Devon Gilfillian has a fun name to say.  Beyond that I assumed he was an Irish singer-songwriter.  But in fact, he is Philadelphia-bred, and Nashville-based and he plays soul and hard rock.

WXPN has been mentioning him a lot and I see that he is just about to release his debut album.  He has a powerful voice and commands attention

Gilfillian never wasted a moment on stage, and he never shied away from showmanship either; by the time he reached the second chorus in the opener, “Unchained,” he was already belting in his strongest range. The singer’s voice shook the room, rich, full-bodied, and gorgeous.

I love the way this song seemed pretty big during the verse but took off during the chorus and took off even more in the second chorus.

“Get Out and Get It” sounds like it could have come from a 70s movie with the riffing guitars and keys.  I don’t know if the crowd clapped along to the “La Da Da di” (it’s hard to hear them) but I don’t know how they couldn’t.

The “Good Life” is all about learning to love people better.

During the R&B-inflected “The Good Life,” Gilfillian charmed the audience with sweet falsetto and plenty of smiles as he dreamed about life in a loving city. “Remember when the bank got sold, and everybody took their gold, and everybody helped each other?” he asked in the second verse.

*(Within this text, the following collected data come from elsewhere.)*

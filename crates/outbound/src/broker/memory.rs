//! InMemoryBroker - process-local publish client
//!
//! Assigns partitions and offsets like a single-node broker would, with knobs
//! for acknowledgement latency and injected failures.
//!
//! The accepted-record log is unbounded for `new()`; `from_config` and
//! `with_log_capacity` keep only the most recent records.

use std::collections::hash_map::DefaultHasher;
use std::collections::{HashMap, VecDeque};
use std::hash::{Hash, Hasher};
use std::sync::atomic::{AtomicU64, Ordering};
use std::sync::{Arc, Mutex, MutexGuard};
use std::time::Duration;
use tracing::{debug, trace};

use contracts::{
    BrokerConfig, OutboundRecord, OutcomeHandle, OutcomeSettler, PublishClient, PublishFailure,
    PublishOutcome, RecordMetadata,
};

/// A record the broker accepted
#[derive(Debug, Clone)]
pub struct PublishedRecord {
    pub record: Arc<OutboundRecord>,
    pub metadata: RecordMetadata,
}

#[derive(Debug, Default)]
struct BrokerState {
    /// (topic, partition) -> next offset
    offsets: HashMap<(String, i32), i64>,
    round_robin: u64,
    log: VecDeque<PublishedRecord>,
    /// Settlers held back in never-settle mode
    parked: VecDeque<OutcomeSettler>,
}

/// In-memory publish client
#[derive(Debug)]
pub struct InMemoryBroker {
    name: String,
    partitions: u32,
    latency: Duration,
    fail_all: Option<PublishFailure>,
    fail_topics: HashMap<String, PublishFailure>,
    never_settle: bool,
    /// `None` keeps every record
    log_capacity: Option<usize>,
    attempts: AtomicU64,
    state: Mutex<BrokerState>,
}

impl Default for InMemoryBroker {
    fn default() -> Self {
        Self::new()
    }
}

impl InMemoryBroker {
    pub fn new() -> Self {
        Self {
            name: "memory".to_string(),
            partitions: 1,
            latency: Duration::ZERO,
            fail_all: None,
            fail_topics: HashMap::new(),
            never_settle: false,
            log_capacity: None,
            attempts: AtomicU64::new(0),
            state: Mutex::new(BrokerState::default()),
        }
    }

    /// Build from the `[broker]` section
    pub fn from_config(config: &BrokerConfig) -> Self {
        let mut broker = Self::new()
            .with_partitions(config.partitions)
            .with_latency(Duration::from_millis(config.latency_ms))
            .with_log_capacity(config.log_capacity);
        if let Some(client_id) = &config.client_id {
            broker.name = client_id.clone();
        }
        for topic in &config.fail_topics {
            broker = broker.fail_topic(
                topic.clone(),
                PublishFailure::Rejected(format!("topic '{topic}' is configured to fail")),
            );
        }
        broker
    }

    /// Partitions per topic (min 1)
    pub fn with_partitions(mut self, partitions: u32) -> Self {
        self.partitions = partitions.max(1);
        self
    }

    /// Delay before each outcome settles
    pub fn with_latency(mut self, latency: Duration) -> Self {
        self.latency = latency;
        self
    }

    /// Fail every publish
    pub fn fail_with(mut self, failure: PublishFailure) -> Self {
        self.fail_all = Some(failure);
        self
    }

    /// Fail publishes to one topic
    pub fn fail_topic(mut self, topic: impl Into<String>, failure: PublishFailure) -> Self {
        self.fail_topics.insert(topic.into(), failure);
        self
    }

    /// Keep at most `capacity` accepted records and parked settlers
    ///
    /// The oldest entries go first. An evicted parked settler is dropped,
    /// which settles its outcome as `Abandoned`.
    pub fn with_log_capacity(mut self, capacity: usize) -> Self {
        self.log_capacity = Some(capacity);
        self
    }

    /// Never settle outcomes (simulates a broker that stops answering)
    pub fn never_settle(mut self) -> Self {
        self.never_settle = true;
        self
    }

    pub fn partitions(&self) -> u32 {
        self.partitions
    }

    /// Number of `publish` calls
    pub fn attempts(&self) -> u64 {
        self.attempts.load(Ordering::Relaxed)
    }

    /// Accepted records, in acknowledgement order
    pub fn published(&self) -> Vec<PublishedRecord> {
        self.lock().log.iter().cloned().collect()
    }

    /// Accepted records for one topic
    pub fn published_to(&self, topic: &str) -> Vec<PublishedRecord> {
        self.lock()
            .log
            .iter()
            .filter(|p| p.metadata.topic == topic)
            .cloned()
            .collect()
    }

    /// Take the settlers held back in never-settle mode
    pub fn take_parked(&self) -> Vec<OutcomeSettler> {
        self.lock().parked.drain(..).collect()
    }

    fn lock(&self) -> MutexGuard<'_, BrokerState> {
        self.state.lock().unwrap_or_else(|e| e.into_inner())
    }

    fn choose_partition(&self, record: &OutboundRecord, state: &mut BrokerState) -> i32 {
        let partitions = u64::from(self.partitions);
        let slot = match record.key_bytes() {
            Some(key) => {
                let mut hasher = DefaultHasher::new();
                key.hash(&mut hasher);
                hasher.finish() % partitions
            }
            None => {
                let slot = state.round_robin % partitions;
                state.round_robin += 1;
                slot
            }
        };
        // partitions <= u32::MAX, slot < partitions
        i32::try_from(slot).unwrap_or(0)
    }

    fn accept(&self, record: Arc<OutboundRecord>) -> PublishOutcome {
        if let Some(failure) = self
            .fail_topics
            .get(&record.topic)
            .or(self.fail_all.as_ref())
        {
            return Err(failure.clone());
        }

        let mut state = self.lock();
        let partition = match record.partition {
            Some(p) if i64::from(p) >= i64::from(self.partitions) => {
                return Err(PublishFailure::Rejected(format!(
                    "partition {p} does not exist for topic '{}' ({} partitions)",
                    record.topic, self.partitions
                )));
            }
            Some(p) => p,
            None => self.choose_partition(&record, &mut state),
        };

        let next = state
            .offsets
            .entry((record.topic.clone(), partition))
            .or_insert(0);
        let offset = *next;
        *next += 1;

        let metadata = RecordMetadata {
            topic: record.topic.clone(),
            partition,
            offset,
            timestamp: Some(
                record
                    .timestamp
                    .unwrap_or_else(|| chrono::Utc::now().timestamp_millis()),
            ),
        };
        state.log.push_back(PublishedRecord {
            record,
            metadata: metadata.clone(),
        });
        if let Some(capacity) = self.log_capacity {
            truncate_front(&mut state.log, capacity);
        }
        Ok(metadata)
    }
}

fn truncate_front<T>(queue: &mut VecDeque<T>, capacity: usize) {
    let excess = queue.len().saturating_sub(capacity);
    queue.drain(..excess);
}

impl PublishClient for InMemoryBroker {
    fn name(&self) -> &str {
        &self.name
    }

    fn publish(&self, record: Arc<OutboundRecord>) -> OutcomeHandle {
        self.attempts.fetch_add(1, Ordering::Relaxed);

        if self.never_settle {
            let (settler, handle) = OutcomeHandle::pending();
            let mut state = self.lock();
            state.parked.push_back(settler);
            if let Some(capacity) = self.log_capacity {
                truncate_front(&mut state.parked, capacity);
            }
            drop(state);
            trace!(broker = %self.name, topic = %record.topic, "Outcome parked");
            return handle;
        }

        let topic = record.topic.clone();
        let outcome = self.accept(record);
        debug!(
            broker = %self.name,
            %topic,
            ok = outcome.is_ok(),
            "Record processed"
        );

        if self.latency.is_zero() {
            return OutcomeHandle::settled(outcome);
        }

        let (settler, handle) = OutcomeHandle::pending();
        let latency = self.latency;
        tokio::spawn(async move {
            tokio::time::sleep(latency).await;
            settler.settle(outcome);
        });
        handle
    }
}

The super fuzzed out guitar solo is pretty spectacular.

They followed it up with the ballad “Stranger,” which Gilfillian introduced with a story from the band’s time on the road: He and his beloved bandmates got into a terrible car accident in 2018 that involved a drunk driver speeding through the hills in Georgia. When the band survived and lived to travel on, Gilfillian wondered at how quickly a stranger could accidentally change the course of another person’s life. But the “stranger” the singer calls out to in the song’s chorus turns out not to be the stranger who caused the accident, but the stranger who let him live through it — his savior.

They end the show with two rocking songs.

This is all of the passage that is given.